"Holy fucking balls dude!!!!"That's what came out of my mouth as Puss came over at my house carrying four fucking box of bomb ass chicken fucking wings dude. Four fucking box dude. Do you know how many wings is that? A shitload of wings. There's enough wings for me to eat for about a week. If I portion it right. Like dude my balls can't even handle this shit. This boy just brought four fucking box of chicken wings man!!! Each box contains at least 15 pieces of wings.

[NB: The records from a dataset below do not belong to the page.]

//! CLI help output specs.

use crate::prelude::*;

#[test]
fn fm_no_args_fails_with_usage() {
    cli().fails().stderr_has("Usage:");
}

#[test]
fn fm_help_shows_usage() {
    cli().args(&["--help"]).passes().stdout_has("Usage:");
}

#[test]
fn fm_help_lists_primary_commands() {
    cli()
        .args(&["--help"])
        .passes()
        .stdout_has("create")
        .stdout_has("connect")
        .stdout_has("list")
        .stdout_has("destroy")
        .stdout_has("exec");
}

#[test]
fn fm_create_help_shows_usage() {
    cli().args(&["create", "--help"]).passes().stdout_has("Usage:");
}

#[test]
fn fm_daemon_help_shows_subcommands() {
    cli()
        .args(&["daemon", "--help"])
        .passes()
        .stdout_has("start")
        .stdout_has("stop")
        .stdout_has("status");
}

#[test]
fn fm_version_exits_zero() {
    cli().args(&["--version"]).passes();
}
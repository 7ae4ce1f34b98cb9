// SPDX-License-Identifier: BUSL-1.1
// Copyright (c) 2026 Alfred Jean LLC

//! Validation error types for shell AST validation.

use crate::{context_snippet, diagnostic_context, Span};
use thiserror::Error;

/// Errors that can occur during AST validation.
///
/// These errors represent semantic problems in successfully parsed ASTs,
/// such as empty structures or excessive nesting.
#[derive(Debug, Clone, Error, PartialEq, Eq)]
pub enum ValidationError {
    /// Empty command at the given position.
    #[error("empty command at position {}", .span.start)]
    EmptyCommand {
        /// Source location span for the error.
        span: Span,
    },

    /// Missing command after an operator.
    #[error("missing command after `{operator}`")]
    MissingCommandAfter {
        /// The operator that requires a following command.
        operator: String,
        /// Source location span for the error.
        span: Span,
    },

    /// Missing command before an operator.
    #[error("missing command before `{operator}`")]
    MissingCommandBefore {
        /// The operator that requires a preceding command.
        operator: String,
        /// Source location span for the error.
        span: Span,
    },

    /// Empty pipeline segment (no command between pipes).
    #[error("empty pipeline segment")]
    EmptyPipelineSegment {
        /// Source location span for the error.
        span: Span,
    },

    /// Empty subshell `( )`.
    #[error("empty subshell")]
    EmptySubshell {
        /// Source location span for the error.
        span: Span,
    },

    /// Empty brace group `{ }`.
    #[error("empty brace group")]
    EmptyBraceGroup {
        /// Source location span for the error.
        span: Span,
    },

    /// Assignment without a command (when not allowed).
    #[error("assignment without command: `{name}={}`", value.as_deref().unwrap_or(""))]
    StandaloneAssignment {
        /// The variable name.
        name: String,
        /// The assigned value (if any).
        value: Option<String>,
        /// Source location span for the error.
        span: Span,
    },

    /// Redirection without a command.
    #[error("redirection without command")]
    RedirectionWithoutCommand {
        /// Source location span for the error.
        span: Span,
    },

    /// Excessive nesting depth.
    #[error("excessive nesting depth ({depth} levels, max {max})")]
    ExcessiveNesting {
        /// The actual nesting depth.
        depth: usize,
        /// The maximum allowed depth.
        max: usize,
        /// Source location span for the error.
        span: Span,
    },

    /// Attempt to assign to IFS variable.
    #[error("IFS configuration is not supported; word splitting uses default whitespace")]
    IfsAssignment {
        /// Source location span for the error.
        span: Span,
    },
}

impl ValidationError {
    /// Get the span associated with this error.
    pub fn span(&self) -> Span {
        match self {
            Self::EmptyCommand { span } => *span,
            Self::MissingCommandAfter { span, .. } => *span,
            Self::MissingCommandBefore { span, .. } => *span,
            Self::EmptyPipelineSegment { span } => *span,
            Self::EmptySubshell { span } => *span,
            Self::EmptyBraceGroup { span } => *span,
            Self::StandaloneAssignment { span, .. } => *span,
            Self::RedirectionWithoutCommand { span } => *span,
            Self::ExcessiveNesting { span, .. } => *span,
            Self::IfsAssignment { span } => *span,
        }
    }

    /// Get a context snippet around the error position.
    ///
    /// Returns a formatted string showing the error location with a caret.
    ///
    /// # Arguments
    ///
    /// * `input` - The original input string that was parsed.
    /// * `context_chars` - Number of characters of context to show around the error.
    ///
    /// # Example
    ///
    /// ```text
    /// echo hello; ( )
    ///             ^^^
    /// ```
    pub fn context(&self, input: &str, context_chars: usize) -> String {
        context_snippet(input, self.span(), context_chars)
    }

    /// Generate a rich diagnostic with line/column info.
    pub fn diagnostic(&self, input: &str) -> String {
        diagnostic_context(input, self.span(), &self.to_string())
    }
}

#[cfg(test)]
#[path = "validation_tests.rs"]
mod tests;
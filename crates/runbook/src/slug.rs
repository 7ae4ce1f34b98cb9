// SPDX-License-Identifier: BUSL-1.1
// Copyright (c) 2026 Alfred Jean LLC

//! Name slugification, kept nearly verbatim from the stop-word-aware
//! slugifier that once built job display names. Used here to turn a
//! `--project` label or a working directory basename into a readable
//! default agent name before the `-{nonce}` suffix is appended.

const STOP_WORDS: &[&str] = &[
    "a",
    "an",
    "the",
    "this",
    "that",
    "these",
    "those",
    "and",
    "but",
    "or",
    "nor",
    "not",
    "so",
    "yet",
    "both",
    "each",
    "every",
    "all",
    "any",
    "few",
    "more",
    "most",
    "other",
    "some",
    "such",
    "no",
    "only",
    "own",
    "same",
    "than",
    "too",
    "very",
    "just",
    "about",
    "also",
    "its",
    "it",
    "we",
    "our",
    "currently",
    "when",
    "which",
    "what",
    // Pronouns commonly found in contractions
    "i",
    "he",
    "she",
    "they",
    "you",
    // Contraction fragments (apostrophe replaced by hyphen, e.g. "don't" -> "don-t")
    "t",
    "s",
    "d",
    "m",
    "re",
    "ve",
    "ll",
    // Left stems of common n't contractions
    "don",
    "doesn",
    "didn",
    "hasn",
    "hadn",
    "isn",
    "aren",
    "wasn",
    "weren",
    "won",
    "wouldn",
    "shouldn",
    "couldn",
    "mustn",
    "needn",
];

/// Slugify a string for use as an agent name component.
///
/// Lowercases, replaces non-alphanumeric with hyphens, removes stop words,
/// collapses hyphens, and truncates to `max_len` characters (trimming trailing hyphens).
pub fn slugify(input: &str, max_len: usize) -> String {
    let lower = input.to_lowercase();

    let mut slug = String::with_capacity(lower.len());
    let mut last_was_hyphen = false;
    for ch in lower.chars() {
        if ch.is_ascii_alphanumeric() {
            slug.push(ch);
            last_was_hyphen = false;
        } else if !last_was_hyphen {
            slug.push('-');
            last_was_hyphen = true;
        }
    }

    let mut filtered: Vec<&str> = Vec::new();
    for word in slug.split('-') {
        if word.is_empty() || STOP_WORDS.contains(&word) {
            continue;
        }
        if filtered.last() != Some(&word) {
            filtered.push(word);
        }
    }
    let mut result = filtered.join("-");

    let trimmed = result.trim_matches('-');
    if trimmed.len() != result.len() {
        result = trimmed.to_string();
    }

    if result.len() > max_len {
        if let Some(pos) = result[..max_len].rfind('-') {
            result.truncate(pos);
        } else {
            result.truncate(max_len);
        }
    }

    let trimmed = result.trim_end_matches('-');
    if trimmed.len() != result.len() {
        result = trimmed.to_string();
    }

    result
}

/// Build a default agent name from a project label or working-directory
/// basename, plus a disambiguating nonce.
///
/// Slugifies the input, truncates to 28 chars, and appends `-{nonce}`.
pub fn agent_display_name(raw: &str, nonce: &str) -> String {
    let slug = slugify(raw, 28);
    if slug.is_empty() {
        nonce.to_string()
    } else {
        format!("{slug}-{nonce}")
    }
}

/// Whether `name` is a valid agent/host name: 1-63 characters, lowercase
/// ASCII alphanumerics and hyphens, not starting or ending with a hyphen.
///
/// Hand-written rather than regex-based — the character class is small
/// enough that a scan is clearer than a pattern.
pub fn is_valid_name(name: &str) -> bool {
    if name.is_empty() || name.len() > 63 {
        return false;
    }
    if name.starts_with('-') || name.ends_with('-') {
        return false;
    }
    name.chars().all(|c| c.is_ascii_lowercase() || c.is_ascii_digit() || c == '-')
}

#[cfg(test)]
#[path = "slug_tests.rs"]
mod tests;
// SPDX-License-Identifier: BUSL-1.1
// Copyright (c) 2026 Alfred Jean LLC

use super::*;
use std::collections::HashMap;

crate::define_id! {
    /// Test ID type for macro verification.
    pub struct TestId("tst-");
}

#[test]
fn new_ids_carry_the_prefix_and_are_unique() {
    let a = TestId::new();
    let b = TestId::new();
    assert!(a.as_str().starts_with("tst-"));
    assert_ne!(a, b);
}

#[test]
fn from_string_round_trips() {
    let id = TestId::from_string("tst-abcdefghijklmnopqrs");
    assert_eq!(id.as_str(), "tst-abcdefghijklmnopqrs");
}

#[test]
fn suffix_strips_the_prefix() {
    let id = TestId::from_string("tst-abcdefg");
    assert_eq!(id.suffix(), "abcdefg");
}

#[test]
fn define_id_hash_map_lookup() {
    let id = TestId::from_string("tst-lookupme");
    let mut map = HashMap::new();
    map.insert(id.clone(), 42);
    assert_eq!(map.get("tst-lookupme"), Some(&42));
}

#[test]
fn short_truncates_the_suffix() {
    let id = TestId::from_string("tst-abcdefghijklmnop");
    assert_eq!(id.short(4), "abcd");
}

#[test]
fn short_fn_on_str() {
    let s = "abcdefghijklmnop";
    assert_eq!(short(s, 8), "abcdefgh");
    assert_eq!(short(s, 100), s);
    assert_eq!(short("abc", 8), "abc");
}

#[test]
fn serde_round_trips_as_plain_string() {
    let id = TestId::from_string("tst-serdeme");
    let json = serde_json::to_string(&id).unwrap();
    assert_eq!(json, "\"tst-serdeme\"");
    let back: TestId = serde_json::from_str(&json).unwrap();
    assert_eq!(back, id);
}
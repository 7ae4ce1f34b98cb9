use super::*;

#[test]
fn names_identify_every_variant() {
    let host_id = HostId::new();
    assert_eq!(Effect::CreateHost { host_id: host_id.clone(), image: None }.name(), "create_host");
    assert_eq!(Effect::SnapshotHost { host_id: host_id.clone() }.name(), "snapshot_host");
    assert_eq!(
        Effect::KillSession { host_id, session: "fm-foo".into() }.name(),
        "kill_session"
    );
}

#[test]
fn fields_surface_host_id() {
    let host_id = HostId::new();
    let effect = Effect::StartHost { host_id: host_id.clone(), snapshot: Some("snap-1".into()) };
    let fields = effect.fields();
    assert!(fields.contains(&("host_id", host_id.to_string())));
    assert!(fields.contains(&("snapshot", "snap-1".to_string())));
}

#[test]
fn frequent_signaling_effects_are_not_verbose() {
    let id = TimerId::new("idle-poll:hst-x");
    assert!(!Effect::SetTimer { id: id.clone(), duration: Duration::from_secs(1) }.verbose());
    assert!(!Effect::CancelTimer { id }.verbose());
    assert!(Effect::DestroyHost { host_id: HostId::new(), purge_snapshots: true }.verbose());
}

#[test]
fn exec_effect_round_trips_through_json() {
    let effect = Effect::Exec {
        host_id: HostId::new(),
        argv: vec!["echo".into(), "hi".into()],
        cwd: None,
        hard_timeout: Duration::from_secs(30),
        warn_timeout: Some(Duration::from_secs(5)),
    };
    let json = serde_json::to_string(&effect).unwrap();
    let back: Effect = serde_json::from_str(&json).unwrap();
    assert_eq!(effect, back);
}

And let me tell you right now, this ain't just the ordinary basic type chicken wings that you get from walmart or something shitty that your overweight fat obese lumpy crusty mom did because she has no time to cook because she's busy watching her favorite tv show 12&Pregnant, so she just pop a shitty chicken wing in the microwave and let it cook for like 5 minutes because she doesn't love you enough to even make a decent meal for you, NO, this chicken wings are like specially cooked with love and expensive shit and some flavors you didn't even knew existed. So yea good for me. I think I just came from just thinking about eating it.
Then 2 minutes later Dum came with a fucking sack of potatoes. And a canned soup.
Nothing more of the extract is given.